Eventually, the disclosures prompted a response: In March of last year, Pakistani Maj. Gen. Ghayur Mehmood, the commander in North Waziristan, appeared before reporters in Miram Shah and told them, "Myths and rumors about U.S. Predator strikes and the casualty figures are many, but it's a reality that many of those being killed in these strikes are hard-core elements, a sizable number of them foreigners. Yes, there are a few civilian casualties in such precision strikes, but a majority of those eliminated are terrorists, including foreign terrorist elements." It was an unusually candid public statement on the drone strikes from a high-ranking Pakistani official. Mehmood also provided something else that had until then been missing: official numbers. According to the government's figures, he said, 164 drone strikes had taken place since 2007, killing 964 terrorists: 793 locals and 171 foreigners. The dead included Arabs, Chechens, Filipinos, Moroccans, Tajiks, and Uzbeks. The figures also confirmed the dramatic escalation of the drone war. In 2007, the government said, a single drone strike had killed a single militant. In 2010, the strikes had killed 423.

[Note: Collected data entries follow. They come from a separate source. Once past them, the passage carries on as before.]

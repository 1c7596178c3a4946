//! macOS placeholder provider.
//!
//! Backed by the File Provider framework (macOS 10.15+):
//! - NSFileProviderManager add/removeDomain — start/stop sequence
//! - NSFileProviderExtension item enumeration — placeholder population
//! - materialization callbacks — hydration driven by Finder access
//!
//! Pin state rides on extended attributes; the Finder sync-status badge
//! is driven through the shell-extension command channel.

#![cfg(target_os = "macos")]

use std::collections::HashMap;
use std::path::Path;
use std::sync::Arc;

use anyhow::Result;
use tracing::{info, warn};

use cumulus_core::types::SyncTime;
use cumulus_core::{
    ExitCause, ExitInfo, ExitResult, NodeId, PinState, SyncFileItem, VfsStatus, VirtualFileMode,
};

use crate::registry::{OsProbe, Platform};
use crate::{check_if_path_is_valid, FetchProgress, StartReport, Vfs, VfsSetupParams};

pub fn create_provider(params: VfsSetupParams) -> Result<Arc<dyn Vfs>> {
    Ok(Arc::new(MacVfs::new(params)))
}

pub fn os_probe() -> OsProbe {
    // TODO: read the real version from ProcessInfo.operatingSystemVersion
    // via an objc2 shim.
    OsProbe {
        platform: Platform::MacOs,
        major: 10,
        minor: 0,
        build: 0,
    }
}

pub struct MacVfs {
    params: VfsSetupParams,
}

impl MacVfs {
    pub fn new(params: VfsSetupParams) -> Self {
        Self { params }
    }

    fn full_path(&self, relative: &Path) -> std::path::PathBuf {
        self.params.local_path.join(relative)
    }
}

impl Vfs for MacVfs {
    fn mode(&self) -> VirtualFileMode {
        VirtualFileMode::Mac
    }

    fn params(&self) -> &VfsSetupParams {
        &self.params
    }

    fn start_impl(&self, report: &mut StartReport) -> ExitResult<()> {
        info!(
            root = %self.params.local_path.display(),
            "activating file provider domain"
        );
        // TODO: install the extension bundle, NSFileProviderManager
        // addDomain, then hook the XPC connection; flip each report
        // flag as the corresponding phase completes.
        warn!("file provider activation not yet implemented");
        report.installation_done = false;
        report.activation_done = false;
        report.connection_done = false;
        Err(ExitInfo::system(ExitCause::UnableToCreateVfs))
    }

    fn stop_impl(&self, unregister: bool) {
        info!(unregister, "deactivating file provider domain");
        // TODO: tear down the XPC connection; removeDomain when
        // unregister is set.
    }

    fn update_metadata(
        &self,
        path: &Path,
        _creation_time: SyncTime,
        _modification_time: SyncTime,
        _size: i64,
        _file_id: &NodeId,
    ) -> ExitResult<()> {
        check_if_path_is_valid(&self.full_path(path), true)?;
        // TODO: signal the provider item for re-enumeration.
        Err(ExitInfo::system(ExitCause::UnableToCreateVfs))
    }

    fn create_placeholder(&self, relative_path: &Path, item: &SyncFileItem) -> ExitResult<()> {
        if relative_path.as_os_str().is_empty() || item.remote_node_id.is_none() {
            return Err(ExitInfo::system(ExitCause::InvalidArgument));
        }
        check_if_path_is_valid(&self.full_path(relative_path), false)?;
        // TODO: publish the item to the extension's enumerator.
        Err(ExitInfo::system(ExitCause::UnableToCreateVfs))
    }

    fn dehydrate_placeholder(&self, path: &Path) -> ExitResult<()> {
        check_if_path_is_valid(&self.full_path(path), true)?;
        // TODO: evict the materialized item through the manager.
        Err(ExitInfo::system(ExitCause::UnableToCreateVfs))
    }

    fn convert_to_placeholder(&self, path: &Path, _item: &SyncFileItem) -> ExitResult<()> {
        check_if_path_is_valid(&self.full_path(path), true)?;
        Err(ExitInfo::system(ExitCause::UnableToCreateVfs))
    }

    fn update_fetch_status(
        &self,
        _tmp_path: &Path,
        path: &Path,
        _received: i64,
    ) -> ExitResult<FetchProgress> {
        check_if_path_is_valid(&self.full_path(path), true)?;
        // TODO: report progress on the NSProgress attached to the
        // materialization request; canceled maps from its state.
        Err(ExitInfo::system(ExitCause::UnableToCreateVfs))
    }

    fn force_status(&self, path: &Path, _status: &VfsStatus) -> ExitResult<()> {
        check_if_path_is_valid(&self.full_path(path), true)?;
        Err(ExitInfo::system(ExitCause::UnableToCreateVfs))
    }

    fn is_dehydrated_placeholder(&self, path: &Path) -> ExitResult<bool> {
        check_if_path_is_valid(&self.full_path(path), true)?;
        // TODO: check the dataless flag on the inode.
        Err(ExitInfo::system(ExitCause::UnableToCreateVfs))
    }

    fn set_pin_state(&self, path: &Path, _state: PinState) -> ExitResult<()> {
        check_if_path_is_valid(&self.full_path(path), true)?;
        // TODO: write the pin xattr, recursing into folders.
        Err(ExitInfo::system(ExitCause::UnableToCreateVfs))
    }

    fn pin_state(&self, _path: &Path) -> PinState {
        // TODO: read the pin xattr, walking ancestors for inheritance.
        PinState::Unknown
    }

    fn status(&self, path: &Path) -> ExitResult<VfsStatus> {
        check_if_path_is_valid(&self.full_path(path), true)?;
        Err(ExitInfo::system(ExitCause::UnableToCreateVfs))
    }

    fn set_thumbnail(&self, path: &Path, _picture: &[u8]) -> ExitResult<()> {
        check_if_path_is_valid(&self.full_path(path), true)?;
        Err(ExitInfo::system(ExitCause::UnableToCreateVfs))
    }

    fn set_app_exclude_list(&self, _app_list: &str) -> ExitResult<()> {
        Err(ExitInfo::system(ExitCause::UnableToCreateVfs))
    }

    fn fetching_app_list(&self) -> ExitResult<HashMap<String, String>> {
        Err(ExitInfo::system(ExitCause::UnableToCreateVfs))
    }

    fn exclude(&self, path: &Path) -> ExitResult<()> {
        check_if_path_is_valid(&self.full_path(path), true)?;
        Err(ExitInfo::system(ExitCause::UnableToCreateVfs))
    }

    fn is_excluded(&self, _path: &Path) -> bool {
        false
    }

    fn clear_file_attributes(&self, path: &Path) {
        let _ = path;
    }

    fn hydrate(&self, path: &Path) -> ExitResult<()> {
        check_if_path_is_valid(&self.full_path(path), true)?;
        // TODO: request materialization and block on its NSProgress.
        Err(ExitInfo::system(ExitCause::UnableToCreateVfs))
    }

    fn dehydrate(&self, path: &Path) -> ExitResult<()> {
        self.dehydrate_placeholder(path)
    }

    fn cancel_hydrate(&self, path: &Path) {
        let _ = path;
    }
}
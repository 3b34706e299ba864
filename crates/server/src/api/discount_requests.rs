//! Approval queue.
//!
//! - `GET  /api/discount-requests?status=&limit=`
//! - `POST /api/discount-requests/{id}/approve`
//! - `POST /api/discount-requests/{id}/deny`

use std::str::FromStr;

use axum::{
    extract::{Path, Query, State},
    Json,
};
use chrono::Utc;
use homequote_core::{
    audit::{AuditCategory, AuditEvent, AuditOutcome},
    domain::{approval::DiscountRequestId, proposal::ProposalStatus},
    Actor, ApplicationError, ApprovalDecision, DiscountRequest, DiscountRequestStatus, Proposal,
};
use serde::{Deserialize, Serialize};
use tracing::{info, warn};

use super::{not_found, ApiError, ApiState, Caller, ForRequest};

const DEFAULT_LIMIT: u32 = 50;
const MAX_LIMIT: u32 = 200;

#[derive(Clone, Debug, Default, Deserialize)]
pub struct RequestListQuery {
    pub status: Option<String>,
    pub limit: Option<u32>,
}

#[derive(Clone, Debug, Default, Deserialize)]
pub struct DecisionRequest {
    #[serde(default)]
    pub notes: Option<String>,
}

#[derive(Clone, Debug, Serialize)]
pub struct DecisionResponse {
    pub request: DiscountRequest,
    #[serde(skip_serializing_if = "Option::is_none")]
    pub proposal: Option<Proposal>,
}

/// Approvers see the whole queue; everyone else sees what they asked for.
pub async fn list_requests(
    State(state): State<ApiState>,
    caller: Caller,
    Query(query): Query<RequestListQuery>,
) -> Result<Json<Vec<DiscountRequest>>, ApiError> {
    let cid = caller.correlation_id.as_str();
    let status = query
        .status
        .as_deref()
        .filter(|raw| !raw.trim().is_empty())
        .map(DiscountRequestStatus::from_str)
        .transpose()
        .for_request(cid)?;
    let limit = query.limit.unwrap_or(DEFAULT_LIMIT).clamp(1, MAX_LIMIT);

    let mut requests = state.discount_requests.list(status, limit).await.for_request(cid)?;
    if !caller.actor.permissions.can_approve_discounts {
        requests.retain(|request| &request.requested_by == caller.actor.id());
    }
    Ok(Json(requests))
}

pub async fn approve_request(
    State(state): State<ApiState>,
    caller: Caller,
    Path(id): Path<String>,
    Json(body): Json<DecisionRequest>,
) -> Result<Json<DecisionResponse>, ApiError> {
    decide(&state, &caller, &id, ApprovalDecision::Approve, body.notes).await.map(Json)
}

pub async fn deny_request(
    State(state): State<ApiState>,
    caller: Caller,
    Path(id): Path<String>,
    Json(body): Json<DecisionRequest>,
) -> Result<Json<DecisionResponse>, ApiError> {
    decide(&state, &caller, &id, ApprovalDecision::Deny, body.notes).await.map(Json)
}

async fn decide(
    state: &ApiState,
    caller: &Caller,
    id: &str,
    decision: ApprovalDecision,
    notes: Option<String>,
) -> Result<DecisionResponse, ApiError> {
    let cid = caller.correlation_id.as_str();
    let mut request = state
        .discount_requests
        .find_by_id(&DiscountRequestId(id.to_string()))
        .await
        .for_request(cid)?
        .ok_or_else(|| caller.fail(not_found("discount request", id)))?;

    let policy = state.approval_policy().await.for_request(cid)?;
    if let Err(failure) = policy.decide(&mut request, &caller.actor, decision, notes, Utc::now()) {
        warn!(
            event_name = "approval.decision.refused",
            correlation_id = %cid,
            discount_request_id = %request.id.0,
            proposal_id = %request.proposal_id.0,
            decider = %caller.user_id(),
            reason = %failure,
            "discount decision refused"
        );
        state
            .record_audit(
                decision_event(caller, &request, "approval.refused", AuditOutcome::Rejected)
                    .with_metadata("reason", &failure),
            )
            .await;
        let error = if failure.is_conflict() {
            ApplicationError::Conflict(failure.to_string())
        } else {
            ApplicationError::Forbidden(failure.to_string())
        };
        return Err(caller.fail(error));
    }
    state.discount_requests.save(request.clone()).await.for_request(cid)?;

    info!(
        event_name = "approval.decision.recorded",
        correlation_id = %cid,
        discount_request_id = %request.id.0,
        proposal_id = %request.proposal_id.0,
        status = request.status.as_str(),
        decider = %caller.user_id(),
        "discount decision recorded"
    );
    let event_type = format!("approval.{}", request.status.as_str());
    state.record_audit(decision_event(caller, &request, &event_type, AuditOutcome::Success)).await;

    let proposal = if request.status == DiscountRequestStatus::Approved {
        apply_approval(state, caller, &request).await?
    } else {
        None
    };

    Ok(DecisionResponse { request, proposal })
}

/// Reprices a draft with the owner's authority so the newly approved amount
/// takes effect. Proposals that already left draft keep their snapshot.
async fn apply_approval(
    state: &ApiState,
    caller: &Caller,
    request: &DiscountRequest,
) -> Result<Option<Proposal>, ApiError> {
    let cid = caller.correlation_id.as_str();
    let Some(mut proposal) =
        state.proposals.find_by_id(&request.proposal_id).await.for_request(cid)?
    else {
        return Ok(None);
    };
    if proposal.status != ProposalStatus::Draft {
        return Ok(Some(proposal));
    }

    let owner = match state.users.find_by_id(&proposal.owner_id).await.for_request(cid)? {
        Some(user) => {
            let permissions =
                state.approval_policy().await.for_request(cid)?.permissions_for(user.role);
            Actor { user, permissions }
        }
        None => caller.actor.clone(),
    };

    state.reprice(&mut proposal, &owner).await.for_request(cid)?;
    proposal.updated_at = Utc::now();
    state.proposals.save(proposal.clone()).await.for_request(cid)?;

    info!(
        event_name = "proposal.discount.approved_applied",
        correlation_id = %cid,
        proposal_id = %proposal.id.0,
        applied_discount = %proposal.pricing.discount,
        total = %proposal.pricing.total,
        "approved discount applied to proposal"
    );
    Ok(Some(proposal))
}

fn decision_event(
    caller: &Caller,
    request: &DiscountRequest,
    event_type: &str,
    outcome: AuditOutcome,
) -> AuditEvent {
    AuditEvent::new(
        Some(request.proposal_id.clone()),
        caller.correlation_id.clone(),
        event_type,
        AuditCategory::Approval,
        caller.user_id(),
        outcome,
    )
    .with_metadata("discount_request_id", &request.id.0)
    .with_metadata("requested_discount", request.requested_discount)
}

Some such admission was probably inevitable; the revelations in the WikiLeaks cables and Pakistan's obvious inability to stop the attacks put the government in a position where it had to say something. Arguing that the drones were killing real terrorists was the best option available (though a military spokesman still tried to distance the Army from Mehmood's statements, saying they reflected only the general's opinion).

But it was also an acknowledgment of defeat: The secret war has become a lot less secret. At first, the tribal areas of Pakistan had seemed to present the perfect testing ground for a remote-controlled military strategy; it is a land set apart from its own country and mostly inaccessible to the international media and human rights groups, a place where violations of international law and civilian casualties go mostly uninvestigated. It is, in short, a black hole. But even as the Obama administration was increasingly embracing the drones as an alternative to the boots-on-the-ground military actions it inherited from its predecessor, its secret war was becoming as much a political liability as a precision weapon.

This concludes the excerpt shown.